Koltur trip for half the team
Two weeks ago, half of the team headed off to the island of Koltur to take a look at the Storm Petrel population there and lay the groundwork for some GPS tracking work which will hopefully take place in September. Anne, Jason and Trevor joined Jón Aldara from the Faroes National Museum to map out this season’s Storm Petrel nest sites and assess what period of the breeding season they are in. The petrels on Koltur nest in a very different context to those on Nólsoy - using burrows in the old earth banks and crevices in the dry stone walls. They even nest inside some of the traditional stone huts on the floor, with a Storm Petrel nest in each corner of the turf-roofed house! The team located 106 nests across the the walls and banks on the island, some of which had young chicks but most of which were still on eggs at the time. We will now plan to return to the island in mid September to deploy GPS tags on adult birds from some of these nests…an exciting prospect!

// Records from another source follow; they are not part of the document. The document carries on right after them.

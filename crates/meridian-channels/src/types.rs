use std::collections::HashMap;

use chrono::{DateTime, Utc};
use meridian_core::types::MessageId;
use serde::{Deserialize, Serialize};

#[derive(Debug, Clone, Copy, PartialEq, Eq, Serialize, Deserialize)]
#[serde(rename_all = "lowercase")]
pub enum Direction {
    Inbound,
    Outbound,
}

/// Normalized message format across all channels.
#[derive(Debug, Clone, Serialize, Deserialize)]
pub struct GatewayMessage {
    pub id: MessageId,
    /// Logical channel tag (e.g. "telegram", "webchat").
    pub channel: String,
    pub direction: Direction,
    /// Platform-native sender identifier.
    pub sender_id: String,
    pub sender_display_name: Option<String>,
    pub text: String,
    pub timestamp: DateTime<Utc>,
    /// Channel-specific bag (chat_id, thread_ts, reply_token, …) that
    /// outbound replies must echo back.
    #[serde(default)]
    pub channel_metadata: serde_json::Value,
    #[serde(default)]
    pub raw_payload: serde_json::Value,
}

impl GatewayMessage {
    pub fn inbound(channel: impl Into<String>, sender_id: impl Into<String>, text: impl Into<String>) -> Self {
        Self {
            id: MessageId::new(),
            channel: channel.into(),
            direction: Direction::Inbound,
            sender_id: sender_id.into(),
            sender_display_name: None,
            text: text.into(),
            timestamp: Utc::now(),
            channel_metadata: serde_json::json!({}),
            raw_payload: serde_json::Value::Null,
        }
    }

    /// String value from the metadata bag (numbers are stringified).
    pub fn metadata_str(&self, key: &str) -> Option<String> {
        match self.channel_metadata.get(key) {
            Some(serde_json::Value::String(s)) => Some(s.clone()),
            Some(serde_json::Value::Number(n)) => Some(n.to_string()),
            _ => None,
        }
    }
}

/// Framework-neutral view of an inbound HTTP request, built by the HTTP
/// layer. Header keys are lowercased.
#[derive(Debug, Clone, Default)]
pub struct InboundRequest {
    pub headers: HashMap<String, String>,
    pub query: HashMap<String, String>,
    pub raw_body: String,
    pub body: serde_json::Value,
}

impl InboundRequest {
    pub fn from_json(body: serde_json::Value) -> Self {
        Self {
            raw_body: body.to_string(),
            body,
            ..Default::default()
        }
    }

    pub fn with_header(mut self, key: &str, value: &str) -> Self {
        self.headers.insert(key.to_lowercase(), value.to_string());
        self
    }

    pub fn header(&self, key: &str) -> Option<&str> {
        self.headers.get(&key.to_lowercase()).map(|s| s.as_str())
    }
}

/// Outcome of a channel send.
#[derive(Debug, Clone, Serialize)]
pub struct SendOutcome {
    pub success: bool,
    pub error: Option<String>,
}

impl SendOutcome {
    pub fn ok() -> Self {
        Self {
            success: true,
            error: None,
        }
    }

    pub fn failed(error: impl Into<String>) -> Self {
        Self {
            success: false,
            error: Some(error.into()),
        }
    }
}

#[cfg(test)]
mod tests {
    use super::*;

    #[test]
    fn metadata_numbers_stringify() {
        let mut msg = GatewayMessage::inbound("telegram", "42", "hi");
        msg.channel_metadata = serde_json::json!({"chat_id": 987, "thread": "t-1"});
        assert_eq!(msg.metadata_str("chat_id").as_deref(), Some("987"));
        assert_eq!(msg.metadata_str("thread").as_deref(), Some("t-1"));
        assert_eq!(msg.metadata_str("missing"), None);
    }

    #[test]
    fn inbound_request_headers_are_case_insensitive() {
        let req = InboundRequest::from_json(serde_json::json!({}))
            .with_header("X-Webhook-Signature", "abc");
        assert_eq!(req.header("x-webhook-signature"), Some("abc"));
        assert_eq!(req.header("X-WEBHOOK-SIGNATURE"), Some("abc"));
    }

    #[test]
    fn message_ids_use_gateway_prefix() {
        let msg = GatewayMessage::inbound("webchat", "s1", "hello");
        assert!(msg.id.as_str().starts_with("gw-"));
    }
}
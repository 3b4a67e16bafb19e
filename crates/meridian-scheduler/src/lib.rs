//! Persistent scheduler: natural-language + cron schedules, a single timer
//! loop, exponential-backoff failure handling, and result delivery.
//!
//! Jobs survive restarts via a JSON store under `<data_root>/cron/`.

pub mod engine;
pub mod error;
pub mod schedule;
pub mod store;
pub mod traits;
pub mod types;

pub use engine::{Scheduler, SchedulerHandle};
pub use error::{Result, SchedulerError};
pub use traits::{AgentFactory, OutboundSender, ScheduledAgent};
pub use types::Job;
//! GET /agents: configured agents, live instance count, routing summary.

use std::sync::Arc;

use axum::extract::State;
use axum::http::{HeaderMap, StatusCode};
use axum::Json;
use serde_json::{json, Value};

use crate::app::AppState;
use crate::auth::check_bearer;

pub async fn agents_handler(
    State(state): State<Arc<AppState>>,
    headers: HeaderMap,
) -> Result<Json<Value>, (StatusCode, Json<Value>)> {
    if !check_bearer(&state.auth_token, &headers) {
        return Err((
            StatusCode::UNAUTHORIZED,
            Json(json!({ "error": "Authentication required." })),
        ));
    }

    let strategy = format!("{:?}", state.runtime.router.strategy()).to_lowercase();
    Ok(Json(json!({
        "agents": state.runtime.pool.list_agents(),
        "active_instances": state.runtime.pool.active_count().await,
        "routing": {
            "strategy": strategy,
            "default": state.runtime.router.default_name(),
        },
    })))
}
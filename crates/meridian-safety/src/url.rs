//! Outbound URL validation (SSRF defense).
//!
//! Checks scheme, hostname, resolved addresses, and port before any HTTP
//! tool emits a request. DNS resolution runs over *every* address a
//! hostname resolves to, which also catches rebinding setups where a public
//! name points at a private address. Redirect chains are the caller's
//! responsibility: re-validate each hop (see the web tool).

use std::net::{IpAddr, Ipv4Addr, Ipv6Addr, ToSocketAddrs};

use tracing::warn;
use url::{Host, Url};

/// Known cloud metadata endpoints.
const METADATA_HOSTS: &[&str] = &[
    "169.254.169.254",
    "metadata.google.internal",
    "metadata.google",
    "100.100.100.200",
];

/// Localhost aliases that skip DNS entirely.
const LOCALHOST_ALIASES: &[&str] = &[
    "localhost",
    "localhost.localdomain",
    "ip6-localhost",
    "ip6-loopback",
];

/// Well-known internal service ports that outbound tools may not target.
const BLOCKED_PORTS: &[u16] = &[
    22,    // SSH
    23,    // Telnet
    25,    // SMTP
    2379,  // etcd
    3306,  // MySQL
    5432,  // PostgreSQL
    6379,  // Redis
    9200,  // Elasticsearch
    11211, // Memcached
    27017, // MongoDB
];

/// Validate a URL for a safe outbound request.
///
/// Returns the parsed URL on success, a stable error string on refusal.
pub fn validate_url(raw: &str) -> Result<Url, String> {
    let url = Url::parse(raw).map_err(|_| format!("Invalid URL: {raw}"))?;

    let scheme = url.scheme().to_ascii_lowercase();
    if scheme != "http" && scheme != "https" {
        return Err(format!(
            "URL scheme '{scheme}' is not allowed. Use http:// or https://."
        ));
    }

    let host = match url.host() {
        Some(h) => h,
        None => return Err("URL has no hostname.".to_string()),
    };

    match host {
        Host::Domain(name) => {
            let lower = name.to_ascii_lowercase();
            if LOCALHOST_ALIASES.contains(&lower.as_str()) {
                return Err(format!("Access to private/local address '{lower}' is blocked."));
            }
            if METADATA_HOSTS.contains(&lower.as_str()) {
                return Err(format!(
                    "Access to cloud metadata endpoint '{lower}' is blocked."
                ));
            }
            if let Some(ip) = resolve_dangerous(&lower) {
                warn!(host = %lower, %ip, "DNS resolution hit a private address");
                return Err(format!("Access to private/local address '{lower}' is blocked."));
            }
        }
        Host::Ipv4(addr) => {
            if METADATA_HOSTS.contains(&addr.to_string().as_str()) {
                return Err(format!(
                    "Access to cloud metadata endpoint '{addr}' is blocked."
                ));
            }
            if is_dangerous_v4(&addr) {
                return Err(format!("Access to private/local address '{addr}' is blocked."));
            }
        }
        Host::Ipv6(addr) => {
            if is_dangerous_v6(&addr) {
                return Err(format!("Access to private/local address '{addr}' is blocked."));
            }
        }
    }

    if let Some(port) = url.port() {
        if BLOCKED_PORTS.contains(&port) {
            return Err(format!(
                "Access to port {port} is blocked (common internal service port)."
            ));
        }
    }

    Ok(url)
}

/// Resolve a hostname and return the first dangerous address, if any.
///
/// Resolution failure is not treated as dangerous: a name that does not
/// resolve cannot be fetched at all.
fn resolve_dangerous(hostname: &str) -> Option<IpAddr> {
    let addrs = format!("{hostname}:80").to_socket_addrs().ok()?;
    for addr in addrs {
        let dangerous = match addr.ip() {
            IpAddr::V4(v4) => is_dangerous_v4(&v4),
            IpAddr::V6(v6) => is_dangerous_v6(&v6),
        };
        if dangerous {
            return Some(addr.ip());
        }
    }
    None
}

/// Private, loopback, link-local, reserved, multicast, or otherwise
/// non-routable IPv4 space.
fn is_dangerous_v4(addr: &Ipv4Addr) -> bool {
    let o = addr.octets();
    addr.is_private()
        || addr.is_loopback()
        || addr.is_link_local()
        || addr.is_multicast()
        || addr.is_broadcast()
        || addr.is_unspecified()
        || o[0] >= 240 // reserved 240.0.0.0/4
        || (o[0] == 100 && (o[1] & 0xC0) == 64) // shared 100.64.0.0/10
        || (o[0] == 192 && o[1] == 0 && o[2] == 0) // IETF protocol assignments
}

/// Loopback, unique-local, link-local, multicast, or v4-mapped-dangerous
/// IPv6 space.
fn is_dangerous_v6(addr: &Ipv6Addr) -> bool {
    if let Some(v4) = addr.to_ipv4_mapped() {
        return is_dangerous_v4(&v4);
    }
    let seg = addr.segments();
    addr.is_loopback()
        || addr.is_multicast()
        || addr.is_unspecified()
        || (seg[0] & 0xfe00) == 0xfc00 // unique local fc00::/7
        || (seg[0] & 0xffc0) == 0xfe80 // link local fe80::/10
}

#[cfg(test)]
mod tests {
    use super::*;

    #[test]
    fn rejects_non_http_schemes() {
        assert!(validate_url("ftp://example.com/file").is_err());
        assert!(validate_url("file:///etc/passwd").is_err());
        assert!(validate_url("gopher://example.com/").is_err());
    }

    #[test]
    fn rejects_localhost_aliases() {
        assert!(validate_url("http://localhost/admin").is_err());
        assert!(validate_url("http://localhost.localdomain/").is_err());
    }

    #[test]
    fn rejects_loopback_literals() {
        assert!(validate_url("http://127.0.0.1/").is_err());
        assert!(validate_url("http://127.8.9.1/").is_err());
        assert!(validate_url("http://[::1]/").is_err());
    }

    #[test]
    fn rejects_private_ranges() {
        assert!(validate_url("http://10.0.0.5/").is_err());
        assert!(validate_url("http://172.16.1.1/").is_err());
        assert!(validate_url("http://192.168.1.10/").is_err());
        assert!(validate_url("http://100.64.0.1/").is_err());
    }

    #[test]
    fn rejects_metadata_endpoints() {
        let err = validate_url("http://169.254.169.254/latest/meta-data/").unwrap_err();
        assert!(err.contains("blocked"));
        assert!(validate_url("http://metadata.google.internal/computeMetadata/").is_err());
        assert!(validate_url("http://100.100.100.200/latest/").is_err());
    }

    #[test]
    fn rejects_v4_mapped_v6_loopback() {
        assert!(validate_url("http://[::ffff:127.0.0.1]/").is_err());
    }

    #[test]
    fn rejects_internal_service_ports() {
        let err = validate_url("http://example.com:6379/").unwrap_err();
        assert!(err.contains("port 6379"));
        assert!(validate_url("http://example.com:22/").is_err());
        assert!(validate_url("http://example.com:5432/").is_err());
    }

    #[test]
    fn accepts_public_https() {
        assert!(validate_url("https://example.com/page").is_ok());
        assert!(validate_url("http://93.184.216.34/").is_ok());
    }

    #[test]
    fn unique_local_v6_is_dangerous() {
        assert!(is_dangerous_v6(&"fd00::1".parse().unwrap()));
        assert!(is_dangerous_v6(&"fe80::1".parse().unwrap()));
        assert!(!is_dangerous_v6(&"2606:2800:220:1::1".parse().unwrap()));
    }
}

Lighting experiments begin
One of the activities that will dominate my nights for the coming two weeks are the so-called ‘lighting experiments’. This work forms a key part of my PhD to understand more about how artificial light impacts seabirds like Storm Petrels. Many seabirds, especially burrow-nesting species like Storm Petrels, are highly sensitive to the array of artificial lights that now dominate our night skies. However, not all lights are equal. Different species differ in their sensitivity to different colours and wavelengths of light. For the Storm Petrel, we don’t really know what colours of light are more impactful to them, and so these lighting experiments aim to reveal this. In practise, the experiments involve sitting out in the Nólsoy colony for the darkest hours of the night with a bright torch, and recording the birds’ response to different coloured filters using a thermal imaging camera. The last week of August has seen very settled conditions with dense mist at night - perfect conditions for understanding the birds’ response to these lights, as it’s often in these conditions that collisions and ‘grounding’ occurs in brightly lit towns, villages, ships and other such lit places. It’s a little early to fully understand the patterns observed so far, but provisionally it seems that blue, green and white light all similarly impact the Storm Petrels, but no collisions or adverse response has occurred under red light. Already a useful insight, if not already partially suspected given the knowledge out there on such interactions. More to follow!


Puffin chick fledges!
It’s not been an easy season for Puffins in the Faroes. With such poor foraging conditions and low survival of chicks, we weren’t holding our breath for the chick being reared in one of our study boxes. But amazingly it did finally reach fledging age, albeit at a paltry 160 grams - 200 grams lighter than it should be at fledging. It left the nestbox on August 20th, and we really hope it managed to make the journey through the boulder field and out to the sea, before finding it’s way out into the wide Atlantic seas. Best of luck Puffling! I really hope conditions will improve for winter foraging and the 2026 breeding season.
And so the fieldwork season continues. Next time I send out an update I hope to have some exciting foraging tracks back from the first tag retrievals. But we shall see - many long nights lie ahead before this point, and the Storm Petrels are unlikely to make it easy work!